## Problem details
Search the records below for "tasks" and copy every line it turns up in.

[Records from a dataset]
---------------
//! Shutdown coordination for the gateway.

use tokio::sync::broadcast;

/// Coordinator for graceful shutdown.
///
/// Provides a broadcast channel that all long-running tasks can subscribe to.
#[derive(Debug, Clone)]
pub struct Shutdown {
    tx: broadcast::Sender<()>,
}

impl Shutdown {
    pub fn new() -> Self {
        let (tx, _) = broadcast::channel(1);
        Self { tx }
    }

    /// Subscribe to the shutdown signal.
    pub fn subscribe(&self) -> broadcast::Receiver<()> {
        self.tx.subscribe()
    }

    /// Trigger the shutdown signal. Returns how many tasks were notified.
    pub fn trigger(&self) -> usize {
        self.tx.send(()).unwrap_or(0)
    }

    /// Number of tasks still subscribed.
    pub fn receiver_count(&self) -> usize {
        self.tx.receiver_count()
    }
}

impl Default for Shutdown {
    fn default() -> Self {
        Self::new()
    }
}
---------------
## Answer box
/// Provides a broadcast channel that all long-running tasks can subscribe to.
    /// Trigger the shutdown signal. Returns how many tasks were notified.
    /// Number of tasks still subscribed.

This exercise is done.